──────── RECORDED INFORMATION ────────

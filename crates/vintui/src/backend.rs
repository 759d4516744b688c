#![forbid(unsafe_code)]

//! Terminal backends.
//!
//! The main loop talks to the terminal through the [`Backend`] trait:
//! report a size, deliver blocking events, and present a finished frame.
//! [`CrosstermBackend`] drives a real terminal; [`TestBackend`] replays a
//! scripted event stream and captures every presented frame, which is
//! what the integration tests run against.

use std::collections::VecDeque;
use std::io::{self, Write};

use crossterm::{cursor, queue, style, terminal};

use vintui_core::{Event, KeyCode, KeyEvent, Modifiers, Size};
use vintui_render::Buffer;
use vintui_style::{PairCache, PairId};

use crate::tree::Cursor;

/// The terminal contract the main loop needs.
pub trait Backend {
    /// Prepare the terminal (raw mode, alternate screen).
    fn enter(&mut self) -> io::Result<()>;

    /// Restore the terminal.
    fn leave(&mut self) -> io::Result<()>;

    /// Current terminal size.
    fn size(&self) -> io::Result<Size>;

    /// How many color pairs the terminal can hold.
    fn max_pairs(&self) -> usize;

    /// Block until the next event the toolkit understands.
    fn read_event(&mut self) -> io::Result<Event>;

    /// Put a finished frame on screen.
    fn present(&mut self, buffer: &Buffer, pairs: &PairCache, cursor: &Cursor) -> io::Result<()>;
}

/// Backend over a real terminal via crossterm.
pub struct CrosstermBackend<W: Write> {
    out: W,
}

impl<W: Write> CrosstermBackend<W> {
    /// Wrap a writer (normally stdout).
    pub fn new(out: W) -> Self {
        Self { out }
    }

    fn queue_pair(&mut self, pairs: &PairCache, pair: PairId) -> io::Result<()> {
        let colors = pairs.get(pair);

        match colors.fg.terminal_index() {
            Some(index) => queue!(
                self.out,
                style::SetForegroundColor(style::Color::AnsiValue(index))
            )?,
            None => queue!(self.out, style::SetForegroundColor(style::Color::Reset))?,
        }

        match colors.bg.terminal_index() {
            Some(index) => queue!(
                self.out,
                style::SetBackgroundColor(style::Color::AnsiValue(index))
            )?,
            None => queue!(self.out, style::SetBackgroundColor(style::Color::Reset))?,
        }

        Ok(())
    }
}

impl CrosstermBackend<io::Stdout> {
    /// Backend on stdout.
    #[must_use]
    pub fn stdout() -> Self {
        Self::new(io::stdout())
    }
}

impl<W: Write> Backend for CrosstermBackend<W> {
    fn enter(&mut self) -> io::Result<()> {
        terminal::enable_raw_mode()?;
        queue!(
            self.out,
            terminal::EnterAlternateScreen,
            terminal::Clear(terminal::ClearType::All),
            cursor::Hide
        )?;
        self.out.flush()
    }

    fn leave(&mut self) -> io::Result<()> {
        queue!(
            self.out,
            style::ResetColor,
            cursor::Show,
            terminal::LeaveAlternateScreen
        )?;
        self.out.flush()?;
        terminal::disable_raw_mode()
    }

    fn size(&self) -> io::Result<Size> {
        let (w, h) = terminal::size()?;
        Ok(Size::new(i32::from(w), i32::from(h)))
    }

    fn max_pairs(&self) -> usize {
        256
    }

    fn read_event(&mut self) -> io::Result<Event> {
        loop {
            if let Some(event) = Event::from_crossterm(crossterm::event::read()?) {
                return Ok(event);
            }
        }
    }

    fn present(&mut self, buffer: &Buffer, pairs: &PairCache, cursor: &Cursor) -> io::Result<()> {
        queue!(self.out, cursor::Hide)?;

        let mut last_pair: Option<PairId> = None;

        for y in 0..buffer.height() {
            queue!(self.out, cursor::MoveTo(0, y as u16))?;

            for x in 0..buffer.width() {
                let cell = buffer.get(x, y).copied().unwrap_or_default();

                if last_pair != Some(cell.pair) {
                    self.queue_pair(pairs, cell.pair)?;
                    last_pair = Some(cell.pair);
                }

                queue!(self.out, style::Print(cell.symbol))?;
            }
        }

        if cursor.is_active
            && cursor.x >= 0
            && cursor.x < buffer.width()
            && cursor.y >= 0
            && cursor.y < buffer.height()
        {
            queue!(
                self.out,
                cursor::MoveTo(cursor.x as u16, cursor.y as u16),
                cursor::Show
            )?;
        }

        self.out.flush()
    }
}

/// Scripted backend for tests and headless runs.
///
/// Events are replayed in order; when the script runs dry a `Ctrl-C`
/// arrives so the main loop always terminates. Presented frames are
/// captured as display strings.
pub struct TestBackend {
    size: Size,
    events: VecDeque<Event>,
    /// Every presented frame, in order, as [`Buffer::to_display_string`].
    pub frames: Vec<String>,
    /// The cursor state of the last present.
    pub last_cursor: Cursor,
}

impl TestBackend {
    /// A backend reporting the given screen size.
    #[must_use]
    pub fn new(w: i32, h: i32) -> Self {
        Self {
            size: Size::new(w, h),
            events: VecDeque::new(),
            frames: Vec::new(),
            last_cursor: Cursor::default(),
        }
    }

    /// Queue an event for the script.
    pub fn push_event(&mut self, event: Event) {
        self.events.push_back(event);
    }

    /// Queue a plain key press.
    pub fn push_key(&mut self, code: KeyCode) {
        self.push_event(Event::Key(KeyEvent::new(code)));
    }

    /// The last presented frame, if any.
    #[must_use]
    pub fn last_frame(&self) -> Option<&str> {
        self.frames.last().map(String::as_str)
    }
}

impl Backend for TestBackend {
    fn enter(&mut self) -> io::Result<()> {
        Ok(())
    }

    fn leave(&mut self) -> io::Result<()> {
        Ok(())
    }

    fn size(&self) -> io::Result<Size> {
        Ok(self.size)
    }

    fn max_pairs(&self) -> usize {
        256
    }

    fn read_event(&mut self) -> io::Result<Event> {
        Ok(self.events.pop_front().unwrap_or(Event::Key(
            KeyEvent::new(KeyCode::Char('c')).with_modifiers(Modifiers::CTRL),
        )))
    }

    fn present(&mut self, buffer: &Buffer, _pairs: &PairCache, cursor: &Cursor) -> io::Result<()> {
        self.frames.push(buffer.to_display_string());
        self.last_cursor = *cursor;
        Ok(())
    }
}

────────

[WHAT THIS TASK INVOLVES] Go through the records above and write each one out again exactly.

[EXERCISE SOLUTION]
filename crates/vintui/src/backend.rs
repository 759d4516744b688c
#![forbid(unsafe_code)]

//! Terminal backends.
//!
//! The main loop talks to the terminal through the [`Backend`] trait:
//! report a size, deliver blocking events, and present a finished frame.
//! [`CrosstermBackend`] drives a real terminal; [`TestBackend`] replays a
//! scripted event stream and captures every presented frame, which is
//! what the integration tests run against.

use std::collections::VecDeque;
use std::io::{self, Write};

use crossterm::{cursor, queue, style, terminal};

use vintui_core::{Event, KeyCode, KeyEvent, Modifiers, Size};
use vintui_render::Buffer;
use vintui_style::{PairCache, PairId};

use crate::tree::Cursor;

/// The terminal contract the main loop needs.
pub trait Backend {
    /// Prepare the terminal (raw mode, alternate screen).
    fn enter(&mut self) -> io::Result<()>;

    /// Restore the terminal.
    fn leave(&mut self) -> io::Result<()>;

    /// Current terminal size.
    fn size(&self) -> io::Result<Size>;

    /// How many color pairs the terminal can hold.
    fn max_pairs(&self) -> usize;

    /// Block until the next event the toolkit understands.
    fn read_event(&mut self) -> io::Result<Event>;

    /// Put a finished frame on screen.
    fn present(&mut self, buffer: &Buffer, pairs: &PairCache, cursor: &Cursor) -> io::Result<()>;
}

/// Backend over a real terminal via crossterm.
pub struct CrosstermBackend<W: Write> {
    out: W,
}

impl<W: Write> CrosstermBackend<W> {
    /// Wrap a writer (normally stdout).
    pub fn new(out: W) -> Self {
        Self { out }
    }

    fn queue_pair(&mut self, pairs: &PairCache, pair: PairId) -> io::Result<()> {
        let colors = pairs.get(pair);

        match colors.fg.terminal_index() {
            Some(index) => queue!(
                self.out,
                style::SetForegroundColor(style::Color::AnsiValue(index))
            )?,
            None => queue!(self.out, style::SetForegroundColor(style::Color::Reset))?,
        }

        match colors.bg.terminal_index() {
            Some(index) => queue!(
                self.out,
                style::SetBackgroundColor(style::Color::AnsiValue(index))
            )?,
            None => queue!(self.out, style::SetBackgroundColor(style::Color::Reset))?,
        }

        Ok(())
    }
}

impl CrosstermBackend<io::Stdout> {
    /// Backend on stdout.
    #[must_use]
    pub fn stdout() -> Self {
        Self::new(io::stdout())
    }
}

impl<W: Write> Backend for CrosstermBackend<W> {
    fn enter(&mut self) -> io::Result<()> {
        terminal::enable_raw_mode()?;
        queue!(
            self.out,
            terminal::EnterAlternateScreen,
            terminal::Clear(terminal::ClearType::All),
            cursor::Hide
        )?;
        self.out.flush()
    }

    fn leave(&mut self) -> io::Result<()> {
        queue!(
            self.out,
            style::ResetColor,
            cursor::Show,
            terminal::LeaveAlternateScreen
        )?;
        self.out.flush()?;
        terminal::disable_raw_mode()
    }

    fn size(&self) -> io::Result<Size> {
        let (w, h) = terminal::size()?;
        Ok(Size::new(i32::from(w), i32::from(h)))
    }

    fn max_pairs(&self) -> usize {
        256
    }

    fn read_event(&mut self) -> io::Result<Event> {
        loop {
            if let Some(event) = Event::from_crossterm(crossterm::event::read()?) {
                return Ok(event);
            }
        }
    }

    fn present(&mut self, buffer: &Buffer, pairs: &PairCache, cursor: &Cursor) -> io::Result<()> {
        queue!(self.out, cursor::Hide)?;

        let mut last_pair: Option<PairId> = None;

        for y in 0..buffer.height() {
            queue!(self.out, cursor::MoveTo(0, y as u16))?;

            for x in 0..buffer.width() {
                let cell = buffer.get(x, y).copied().unwrap_or_default();

                if last_pair != Some(cell.pair) {
                    self.queue_pair(pairs, cell.pair)?;
                    last_pair = Some(cell.pair);
                }

                queue!(self.out, style::Print(cell.symbol))?;
            }
        }

        if cursor.is_active
            && cursor.x >= 0
            && cursor.x < buffer.width()
            && cursor.y >= 0
            && cursor.y < buffer.height()
        {
            queue!(
                self.out,
                cursor::MoveTo(cursor.x as u16, cursor.y as u16),
                cursor::Show
            )?;
        }

        self.out.flush()
    }
}

/// Scripted backend for tests and headless runs.
///
/// Events are replayed in order; when the script runs dry a `Ctrl-C`
/// arrives so the main loop always terminates. Presented frames are
/// captured as display strings.
pub struct TestBackend {
    size: Size,
    events: VecDeque<Event>,
    /// Every presented frame, in order, as [`Buffer::to_display_string`].
    pub frames: Vec<String>,
    /// The cursor state of the last present.
    pub last_cursor: Cursor,
}

impl TestBackend {
    /// A backend reporting the given screen size.
    #[must_use]
    pub fn new(w: i32, h: i32) -> Self {
        Self {
            size: Size::new(w, h),
            events: VecDeque::new(),
            frames: Vec::new(),
            last_cursor: Cursor::default(),
        }
    }

    /// Queue an event for the script.
    pub fn push_event(&mut self, event: Event) {
        self.events.push_back(event);
    }

    /// Queue a plain key press.
    pub fn push_key(&mut self, code: KeyCode) {
        self.push_event(Event::Key(KeyEvent::new(code)));
    }

    /// The last presented frame, if any.
    #[must_use]
    pub fn last_frame(&self) -> Option<&str> {
        self.frames.last().map(String::as_str)
    }
}

impl Backend for TestBackend {
    fn enter(&mut self) -> io::Result<()> {
        Ok(())
    }

    fn leave(&mut self) -> io::Result<()> {
        Ok(())
    }

    fn size(&self) -> io::Result<Size> {
        Ok(self.size)
    }

    fn max_pairs(&self) -> usize {
        256
    }

    fn read_event(&mut self) -> io::Result<Event> {
        Ok(self.events.pop_front().unwrap_or(Event::Key(
            KeyEvent::new(KeyCode::Char('c')).with_modifiers(Modifiers::CTRL),
        )))
    }

    fn present(&mut self, buffer: &Buffer, _pairs: &PairCache, cursor: &Cursor) -> io::Result<()> {
        self.frames.push(buffer.to_display_string());
        self.last_cursor = *cursor;
        Ok(())
    }
}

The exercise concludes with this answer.